EL “ACUERDO NACIONAL” EN PERÚ, por Hugo Blanco

Los últimos días del 2016 en el Perú fueron preocupantes por los efectos del calentamiento global por la emisión de gases de efecto invernadero por los dueños del mundo: Las grandes empresas transnacionales:
“Diez regiones del país han sido escenario de incendios forestales en tan solo una semana. Los departamentos afectados por el fuego son La Libertad, Pasco, Lambayeque, Áncash, Tumbes, Piura, Ayacucho, Lima, Huancavelica y Cajamarca.”
“Flora y fauna vienen siendo devastadas por los siniestros. Además, dos personas murieron el domingo 20 en Cajamarca producto de un incendio que todavía no puede ser controlado, según información del alcalde de Querocoto.”
“Noviembre del 2016 fue el más seco de los últimos 30 años en la sierra centro occidental. Fue el más seco de los últimos 20 años en la sierra norte.”
“Los agricultores del valle de Tambo, en Arequipa, sufren la escasez de agua causada por El Niño y sus cultivos agonizan.
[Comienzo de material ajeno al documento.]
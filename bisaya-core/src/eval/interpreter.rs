use std::io::{BufRead, Write};

use crate::{
    environment::prelude::{Environment, Value, ValueType},
    lexer::prelude::Token,
    parser::prelude::{
        Assignment, Conditional, Declaration, Expression, Identifier, Input, Loop, Print, PrintItem,
        Program, Statement,
    },
    utils::prelude::{SourceWarningEmitter, SrcSpan},
};
use super::{
    boolean::eval_boolean,
    character::eval_character,
    error::{runtime_error, RuntimeError, RuntimeErrorType, Warning},
    display_value, lookup,
    numeric::eval_numeric,
};

/// Tree-walking executor. Owns the variable store and the program's
/// standard input and output.
pub struct Interpreter<'a, R: BufRead, W: Write> {
    env: Environment,
    input: R,
    output: W,
    warnings: &'a SourceWarningEmitter,
}

impl<'a, R: BufRead, W: Write> Interpreter<'a, R, W> {
    pub fn new(input: R, output: W, warnings: &'a SourceWarningEmitter) -> Self {
        Self {
            env: Environment::new(),
            input,
            output,
            warnings,
        }
    }

    pub fn environment(&self) -> &Environment {
        &self.env
    }

    pub fn execute(&mut self, program: &Program) -> Result<(), RuntimeError> {
        self.execute_block(&program.statements)?;

        self.output.flush()
            .map_err(|err| RuntimeError::from((err, program.location)))
    }

    fn execute_block(&mut self, statements: &[Statement]) -> Result<(), RuntimeError> {
        for statement in statements {
            self.execute_statement(statement)?;
        }

        Ok(())
    }

    fn execute_statement(&mut self, statement: &Statement) -> Result<(), RuntimeError> {
        match statement {
            Statement::Declaration(declaration) => self.declare(declaration),
            Statement::Assignment(assignment) => self.assign(assignment),
            Statement::Print(print) => self.print(print),
            Statement::Input(input) => self.read(input),
            Statement::Conditional(conditional) => self.branch(conditional),
            Statement::Loop(loop_) => self.repeat(loop_),
        }
    }

    /// Evaluates `expression` with the evaluator matching `value_type`.
    fn evaluate_as(&self, value_type: ValueType, expression: &Expression) -> Result<Value, RuntimeError> {
        let value = match value_type {
            ValueType::Numero | ValueType::Tipik => Value::Number {
                value: eval_numeric(expression, &self.env)?
            },
            ValueType::Tinuod => Value::Boolean {
                value: eval_boolean(expression, &self.env)?
            },
            ValueType::Letra => Value::Text {
                value: eval_character(expression, &self.env)?
            },
        };

        Ok(value)
    }

    fn declare(&mut self, declaration: &Declaration) -> Result<(), RuntimeError> {
        let value_type = declaration.value_type;

        for variable in &declaration.variables {
            let value = match &variable.initializer {
                Some(initializer) => self.evaluate_as(value_type, initializer)?,
                None => value_type.default_value()
            };

            let name = &variable.name;

            if let Some(previous) = self.env.declare(name.value.clone(), value_type, value) {
                self.warnings.emit(Warning::Redeclaration {
                    variable: name.value.clone(),
                    previous,
                    current: value_type,
                    location: name.location
                });
            }
        }

        Ok(())
    }

    fn assign(&mut self, assignment: &Assignment) -> Result<(), RuntimeError> {
        let mut targets = assignment.targets.iter().rev();

        let Some(innermost) = targets.next() else {
            return Ok(());
        };

        let (inner_type, _) = lookup(&self.env, innermost)?;
        let value = self.evaluate_as(inner_type, &assignment.value)?;

        self.env.set(&innermost.value, value.clone());

        let (mut inner, mut inner_type) = (innermost, inner_type);

        for outer in targets {
            let (outer_type, _) = lookup(&self.env, outer)?;

            if outer_type != inner_type {
                return runtime_error(
                    RuntimeErrorType::TypeMismatch {
                        outer: outer.value.clone(),
                        outer_type,
                        inner: inner.value.clone(),
                        inner_type
                    },
                    outer.location.to(inner.location)
                );
            }

            self.env.set(&outer.value, value.clone());

            (inner, inner_type) = (outer, outer_type);
        }

        Ok(())
    }

    fn print(&mut self, print: &Print) -> Result<(), RuntimeError> {
        let mut line = String::new();

        for item in &print.items {
            match item {
                PrintItem::Text { value, .. } => line.push_str(value),
                PrintItem::Variable(ident) => {
                    let (value_type, value) = lookup(&self.env, ident)?;

                    line.push_str(&value.display_as(value_type));
                },
                PrintItem::Expression(expression) => {
                    line.push_str(&display_value(expression, &self.env)?);
                },
                PrintItem::LineBreak { location } => {
                    self.write_line(&line, *location)?;
                    line.clear();
                }
            }
        }

        if !line.is_empty() {
            self.write_line(&line, print.location)?;
        }

        Ok(())
    }

    fn write_line(&mut self, line: &str, location: SrcSpan) -> Result<(), RuntimeError> {
        writeln!(self.output, "{line}")
            .and_then(|_| self.output.flush())
            .map_err(|err| RuntimeError::from((err, location)))
    }

    fn read(&mut self, input: &Input) -> Result<(), RuntimeError> {
        let mut types = vec![];

        for ident in &input.identifiers {
            let (value_type, _) = lookup(&self.env, ident)?;
            types.push(value_type);
        }

        let mut line = String::new();

        let read = self.input.read_line(&mut line)
            .map_err(|err| RuntimeError::from((err, input.location)))?;

        let line = line.trim_end_matches(['\n', '\r']);

        // an empty line is one empty field, end of input is none
        let fields = match read {
            0 => vec![],
            _ => line.split(',').map(str::trim).collect::<Vec<_>>()
        };

        if fields.len() < input.identifiers.len() {
            return runtime_error(
                RuntimeErrorType::InsufficientInput {
                    expected: input.identifiers.len(),
                    got: fields.len()
                },
                input.location
            );
        }

        for ((ident, value_type), field) in input.identifiers.iter().zip(types).zip(fields) {
            let value = parse_input(ident, value_type, field)?;

            self.env.set(&ident.value, value);
        }

        Ok(())
    }

    fn branch(&mut self, conditional: &Conditional) -> Result<(), RuntimeError> {
        for branch in &conditional.branches {
            if eval_boolean(&branch.condition, &self.env)? {
                return self.execute_block(&branch.body.statements);
            }
        }

        match &conditional.alternative {
            Some(alternative) => self.execute_block(&alternative.statements),
            None => Ok(())
        }
    }

    fn repeat(&mut self, loop_: &Loop) -> Result<(), RuntimeError> {
        self.assign(&loop_.initializer)?;

        while eval_boolean(&loop_.condition, &self.env)? {
            self.execute_block(&loop_.body.statements)?;

            let variable = &loop_.step.variable;

            let current = match lookup(&self.env, variable)? {
                (_, Value::Number { value }) => *value,
                (_, value) => return runtime_error(
                    RuntimeErrorType::NonNumericLoopVariable {
                        name: variable.value.clone(),
                        found: value.kind()
                    },
                    variable.location
                )
            };

            let next = match loop_.step.operator {
                Token::Decrement => current - 1.0,
                _ => current + 1.0
            };

            self.env.set(&variable.value, Value::Number { value: next });
        }

        Ok(())
    }
}

fn parse_input(ident: &Identifier, value_type: ValueType, field: &str) -> Result<Value, RuntimeError> {
    let invalid_format = || RuntimeError {
        error: RuntimeErrorType::InvalidInputFormat {
            name: ident.value.clone(),
            value_type,
            value: field.to_string()
        },
        span: ident.location
    };

    let value = match value_type {
        ValueType::Numero => Value::Number {
            value: field.parse::<i64>().map_err(|_| invalid_format())? as f64
        },
        ValueType::Tipik => Value::Number {
            value: field.parse::<f64>().map_err(|_| invalid_format())?
        },
        ValueType::Tinuod if field.eq_ignore_ascii_case("OO") => Value::Boolean { value: true },
        ValueType::Tinuod if field.eq_ignore_ascii_case("DILI") => Value::Boolean { value: false },
        ValueType::Tinuod => return runtime_error(
            RuntimeErrorType::InvalidBooleanInput { value: field.to_string() },
            ident.location
        ),
        ValueType::Letra => Value::Text { value: field.to_string() },
    };

    Ok(value)
}
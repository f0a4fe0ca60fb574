use std::fmt::Display;

use crate::lexer::prelude::Token;

pub const TRUE: Value = Value::Boolean { value: true };
pub const FALSE: Value = Value::Boolean { value: false };

pub const TRUE_LITERAL: &str = "OO";
pub const FALSE_LITERAL: &str = "DILI";

#[derive(Debug, Clone, PartialEq)]
pub enum Value {
    Number {
        value: f64
    },
    Boolean {
        value: bool
    },
    Text {
        value: String
    },
}

impl Display for Value {
    fn fmt(&self, f: &mut std::fmt::Formatter<'_>) -> std::fmt::Result {
        match self {
            Value::Number { value } => write!(f, "{}", format_number(*value)),
            Value::Boolean { value } => write!(f, "{}", format_boolean(*value)),
            Value::Text { value } => write!(f, "{value}")
        }
    }
}

impl Value {
    pub fn kind(&self) -> &'static str {
        match self {
            Self::Number { .. } => "number",
            Self::Boolean { .. } => "boolean",
            Self::Text { .. } => "text"
        }
    }

    /// Formats the value the way `IPAKITA` shows a variable of `value_type`.
    pub fn display_as(&self, value_type: ValueType) -> String {
        match (value_type, self) {
            (ValueType::Numero, Value::Number { value }) => (value.trunc() as i64).to_string(),
            (ValueType::Tipik, Value::Number { value }) => format!("{value:?}"),
            _ => self.to_string()
        }
    }
}

/// Integral numbers print without a fractional part.
pub fn format_number(value: f64) -> String {
    if value.is_finite() && value.fract() == 0.0 && value.abs() < 1e15 {
        (value as i64).to_string()
    } else {
        value.to_string()
    }
}

pub fn format_boolean(value: bool) -> &'static str {
    if value { TRUE_LITERAL } else { FALSE_LITERAL }
}

#[derive(Debug, Clone, Copy, PartialEq, Eq)]
pub enum ValueType {
    Numero,
    Tipik,
    Tinuod,
    Letra
}

impl ValueType {
    pub fn from_token(token: &Token) -> Option<Self> {
        Some(match token {
            Token::Numero => Self::Numero,
            Token::Tipik => Self::Tipik,
            Token::Tinuod => Self::Tinuod,
            Token::Letra => Self::Letra,
            _ => return None
        })
    }

    pub fn default_value(&self) -> Value {
        match self {
            Self::Numero | Self::Tipik => Value::Number { value: 0.0 },
            Self::Tinuod => FALSE,
            Self::Letra => Value::Text { value: String::new() }
        }
    }
}

impl Display for ValueType {
    fn fmt(&self, f: &mut std::fmt::Formatter<'_>) -> std::fmt::Result {
        let value_type = match self {
            Self::Numero => "NUMERO",
            Self::Tipik => "TIPIK",
            Self::Tinuod => "TINUOD",
            Self::Letra => "LETRA"
        };

        write!(f, "{value_type}")
    }
}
La represa de Pasto Grande, Moquegua, disminuye drásticamente sus niveles y hay alerta de emergencia para Arequipa, Tacna, Moquegua y Puno.”
¿Qué actitud toman el gobierno y el parlamento ante eso? ¿Protestan por ese ataque del gran capital a nuestro país? ¡Ni pensarlo! El ejecutivo y el legislativo están al servicio del gran capital transnacional. Se ponen a su servicio para arremeter contra la naturaleza y la población peruana.
La principal riqueza peruana es su biodiversidad. De las 104 zonas de vida que hay en el mundo, en el Perú existen 84. Tenemos desde una porción de la selva más grande del mundo hasta los desiertos de la costa. Cordillera oriental lluviosa, cordillera occidental seca. Para fortuna nuestra, la cordillera andina va de sur a norte y no de este a oeste; esto hace que el clima a 1000 m. de altura en el norte sea más cálido que a 1000 m. de altura en el sur.
Como si esto fuera poco, el mar peruano debiera ser cálido, pues estamos en el trópico de capricornio. Sin embargo, la corriente de Humboldt que viene del sur es fría, ocurre un movimiento del agua horizontal y vertical, pues el agua caliente sube y el agua fría baja. Esto produce gran variedad de fitoplancton y zooplancton, que son vegetales y animales microscópicos que a su vez alimenta a gran variedad de peces.
Esta asombrosa variedad climática produce gran variedad vegetal y animal, que se refleja en diversidad cultural humana.
Esa biodiversidad debía ser protegida y aprovechada para la alimentación y la economía de nuestro pueblo. Desgraciadamente no es así. ¿Por qué? Porque no es el pueblo quien gobierna, sino los sirvientes del gran capital transnacional.